There are various types of standards that you might need to consider. There are industry wide vendor neutral standards, vendor specific standards, technical standards, laws of the land and sometimes standards specific to your customer.

I qualified standards as guidelines instead of rules because it is important to evaluate them and study their applicability to the problem at hand. Standards for namesake do not provide any benefit, they can in fact turn out to be an overhead. Though many standards can overlap across problems, every single problem is unique by itself, and its users might benefit differently from the standards. For example, if you are developing an application for a closed group of users you can choose to apply accessibility as per the need. Standards should be subject to cost-benefit analysis, just like every other requirement. However, it is extremely important that you understand benefits of using and dangers of ignoring the standards well enough to take the decision.
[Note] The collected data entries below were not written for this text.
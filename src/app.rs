use std::collections::HashMap;
use std::sync::Arc;
use std::time::Duration;

use tracing::{info, warn};
use uuid::Uuid;

use crate::ai::{ChatClient, ChatProvider, MetadataDeriver, RelevanceFilter};
use crate::clock::{Clock, SystemClock};
use crate::config::Config;
use crate::db::{CategoryStore, JobTracker, Repository, ResponseCache, RetentionManager, TaskQueue};
use crate::error::Result;
use crate::models::{Source, TaskRecord};
use crate::pipeline::{
    schedules, Orchestrator, RetryPolicy, Scheduler, SourceRuntime, TimeLimits, Worker, WorkerPool,
};
use crate::services::{CategoryService, IngestService};
use crate::sources::{Connector, NewsApiConnector, PerplexityConnector, RateLimiter, RedditConnector};

pub struct App {
    pub config: Arc<Config>,
    pub categories: CategoryService,
    pub ingest: IngestService,
    queue: TaskQueue,
    worker: Arc<Worker>,
}

impl App {
    pub async fn new(config: Config) -> Result<Self> {
        config.validate()?;
        let config = Arc::new(config);
        let clock: Arc<dyn Clock> = Arc::new(SystemClock);

        let repo = Repository::new(&config.db_path).await?;
        let store = CategoryStore::new(&repo, clock.clone());
        let jobs = JobTracker::new(&repo);
        let queue = TaskQueue::new(&repo);
        let retention = RetentionManager::new(&repo, clock.clone());
        let cache = Arc::new(ResponseCache::new(
            &repo,
            clock.clone(),
            chrono::Duration::hours(config.cache.ttl_hours as i64),
        ));

        let relevance_chat = relevance_chat(&config)?;
        let relevance = relevance_chat
            .clone()
            .map(|chat| Arc::new(RelevanceFilter::new(chat, config.relevance.model.clone())));
        let deriver = relevance_chat
            .map(|chat| Arc::new(MetadataDeriver::new(chat, config.relevance.model.clone())));

        let sources = build_sources(&config, cache, clock)?;
        let limits = TimeLimits::from_config(&config);
        let orchestrator = Arc::new(Orchestrator::new(
            repo.clone(),
            store.clone(),
            jobs.clone(),
            sources,
            relevance,
            RetryPolicy::from_config(&config.retry),
            limits,
            config.owner_concurrency,
        ));
        let worker = Arc::new(Worker::new(
            queue.clone(),
            orchestrator,
            retention.clone(),
            limits,
            chrono::Duration::hours(config.retention.task_result_hours as i64),
        ));

        Ok(Self {
            categories: CategoryService::new(repo, deriver),
            ingest: IngestService::new(config.clone(), queue.clone(), jobs, store, retention),
            config,
            queue,
            worker,
        })
    }

    fn poll_interval(&self) -> Duration {
        Duration::from_millis(self.config.poll_interval_ms)
    }

    /// Runs workers and the scheduler until ctrl-c.
    pub async fn serve(&self) -> Result<()> {
        self.config.validate_sources()?;
        self.queue.requeue_interrupted().await?;

        let pool = WorkerPool::start(self.worker.clone(), self.config.workers, self.poll_interval());
        let scheduler = Scheduler::start(self.queue.clone(), schedules(&self.config));
        info!(workers = self.config.workers, "Serving");

        tokio::signal::ctrl_c().await?;
        info!("Shutting down, waiting for in-flight tasks");
        scheduler.shutdown().await;
        pool.shutdown().await;
        Ok(())
    }

    /// Works the queue in this process until `id` finishes.
    pub async fn run_until_done(&self, id: Uuid) -> Result<TaskRecord> {
        let pool = WorkerPool::start(self.worker.clone(), self.config.workers, self.poll_interval());
        let timeout = self.config.hard_time_limit() + Duration::from_secs(60);
        let result = self.ingest.wait_for(id, self.poll_interval(), timeout).await;
        pool.shutdown().await;
        result
    }
}

/// The chat provider used for relevance and category derivatives, if enabled
/// and a key is configured.
fn relevance_chat(config: &Config) -> Result<Option<Arc<dyn ChatProvider>>> {
    if !config.relevance.enabled {
        return Ok(None);
    }
    let Some(key) = config.relevance.credential() else {
        warn!("Relevance filtering enabled but no API key configured; items are kept unfiltered");
        return Ok(None);
    };
    let client = ChatClient::new("relevance", &completions_url(&config.relevance.base_url), key)?;
    Ok(Some(Arc::new(client)))
}

/// Connectors for every source that is enabled and has what it needs to run.
fn build_sources(
    config: &Config,
    cache: Arc<ResponseCache>,
    clock: Arc<dyn Clock>,
) -> Result<HashMap<Source, SourceRuntime>> {
    let mut sources = HashMap::new();
    for source in Source::ALL {
        if let Err(e) = config.check_source(source) {
            info!(source = %source, "Source unavailable: {}", e);
            continue;
        }
        let settings = config.settings(source);
        let connector: Arc<dyn Connector> = match source {
            Source::Perplexity => {
                let key = settings.credential().unwrap_or_default();
                let chat = ChatClient::new("perplexity", &completions_url(&settings.base_url), key)?;
                Arc::new(PerplexityConnector::new(
                    Arc::new(chat),
                    cache.clone(),
                    clock.clone(),
                    RateLimiter::new(settings.request_interval()),
                    config.perplexity.model.clone(),
                    config.perplexity.max_tokens,
                ))
            }
            Source::Reddit => Arc::new(RedditConnector::new(&config.reddit)?),
            Source::NewsApi => Arc::new(NewsApiConnector::new(
                &config.newsapi,
                settings.credential().unwrap_or_default(),
            )?),
        };
        sources.insert(
            source,
            SourceRuntime {
                connector,
                write_mode: settings.write_mode,
            },
        );
    }
    Ok(sources)
}

fn completions_url(base_url: &str) -> String {
    format!("{}/chat/completions", base_url.trim_end_matches('/'))
}
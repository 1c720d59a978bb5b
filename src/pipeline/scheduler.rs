use std::time::Duration;

use tokio::sync::watch;
use tokio::task::JoinHandle;
use tokio::time::{interval_at, Instant, MissedTickBehavior};
use tracing::{error, info};

use crate::config::Config;
use crate::db::TaskQueue;
use crate::models::{Source, TaskSpec};

/// A task enqueued every `every`.
#[derive(Debug, Clone, PartialEq)]
pub struct Schedule {
    pub every: Duration,
    pub spec: TaskSpec,
}

/// Periodic refreshes for sources with a schedule, plus the retention purge.
pub fn schedules(config: &Config) -> Vec<Schedule> {
    let mut schedules: Vec<Schedule> = Source::ALL
        .into_iter()
        .filter_map(|source| {
            let settings = config.settings(source);
            if !settings.enabled {
                return None;
            }
            let hours = settings.schedule_hours?;
            Some(Schedule {
                every: Duration::from_secs(hours * 3600),
                spec: TaskSpec::RefreshAll { source },
            })
        })
        .collect();

    schedules.push(Schedule {
        every: Duration::from_secs(config.retention.interval_hours * 3600),
        spec: TaskSpec::Purge {
            max_age_hours: config.retention.max_age_hours,
        },
    });
    schedules
}

/// Enqueues each schedule's task on its own interval. The first tick comes
/// one period after start; ticks missed while the process was busy are
/// skipped rather than replayed.
pub struct Scheduler {
    handles: Vec<JoinHandle<()>>,
    shutdown: watch::Sender<bool>,
}

impl Scheduler {
    pub fn start(queue: TaskQueue, schedules: Vec<Schedule>) -> Self {
        let (shutdown, rx) = watch::channel(false);
        let handles = schedules
            .into_iter()
            .map(|schedule| {
                let queue = queue.clone();
                let mut rx = rx.clone();
                tokio::spawn(async move {
                    let name = schedule.spec.name();
                    info!(task = %name, every = ?schedule.every, "Schedule registered");
                    let mut ticker = interval_at(Instant::now() + schedule.every, schedule.every);
                    ticker.set_missed_tick_behavior(MissedTickBehavior::Skip);
                    loop {
                        tokio::select! {
                            _ = ticker.tick() => {
                                if let Err(e) = queue.enqueue(&schedule.spec).await {
                                    error!(task = %name, "Failed to enqueue scheduled task: {}", e);
                                }
                            }
                            _ = rx.changed() => break,
                        }
                    }
                })
            })
            .collect();
        Self { handles, shutdown }
    }

    pub async fn shutdown(self) {
        let _ = self.shutdown.send(true);
        for handle in self.handles {
            let _ = handle.await;
        }
    }
}

#[cfg(test)]
mod tests {
    use super::*;
    use crate::db::Repository;
    use crate::models::TaskStatus;

    #[test]
    fn default_schedules() {
        let config = Config::default();
        let schedules = schedules(&config);
        assert_eq!(
            schedules,
            vec![
                Schedule {
                    every: Duration::from_secs(6 * 3600),
                    spec: TaskSpec::RefreshAll {
                        source: Source::Perplexity
                    },
                },
                Schedule {
                    every: Duration::from_secs(3 * 3600),
                    spec: TaskSpec::Purge { max_age_hours: 24 },
                },
            ]
        );
    }

    #[test]
    fn disabled_sources_are_not_scheduled() {
        let mut config = Config::default();
        config.perplexity.settings.enabled = false;
        config.reddit.settings.schedule_hours = Some(1);
        let specs: Vec<TaskSpec> = schedules(&config).into_iter().map(|s| s.spec).collect();
        assert_eq!(specs[0], TaskSpec::RefreshAll { source: Source::Reddit });
        assert_eq!(specs.len(), 2);
    }

    #[tokio::test]
    async fn first_tick_comes_after_one_period() {
        let repo = Repository::open_in_memory().await.unwrap();
        let queue = TaskQueue::new(&repo);
        let scheduler = Scheduler::start(
            queue.clone(),
            vec![Schedule {
                every: Duration::from_millis(200),
                spec: TaskSpec::Purge { max_age_hours: 24 },
            }],
        );

        tokio::time::sleep(Duration::from_millis(50)).await;
        assert!(queue.claim_next().await.unwrap().is_none());

        tokio::time::sleep(Duration::from_millis(300)).await;
        let task = queue.claim_next().await.unwrap().unwrap();
        assert_eq!(task.spec, TaskSpec::Purge { max_age_hours: 24 });
        assert_eq!(task.status, TaskStatus::Running);

        scheduler.shutdown().await;
    }
}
Standards benefit the users, and so indirectly benefit makers and owners of the software. Considering the standards can give you a ready-made set of requirements, which can make your product ready for the industry and interoperable with other tools in the industry.

Discussion [Participate or Link]

  1. Christina Cramer said:

    I like your thoughts about standards as requirements.
    do you by any chance know if there is scientific research about this topic?

  2. On IT Project Failures | iface thoughts said:

    […] aspects, which can help us articulate our problem – standards. Standards can help us realize the unsaid requirements, which usually raise their head later, and can be significant enough to double your […]

  3. Andrea Hill said:

    I think standards are a great example of something that should be in the requirements. They’re testable and make sense from a QA perspective. Often I think people push back on such things just because “it’s harder that way”.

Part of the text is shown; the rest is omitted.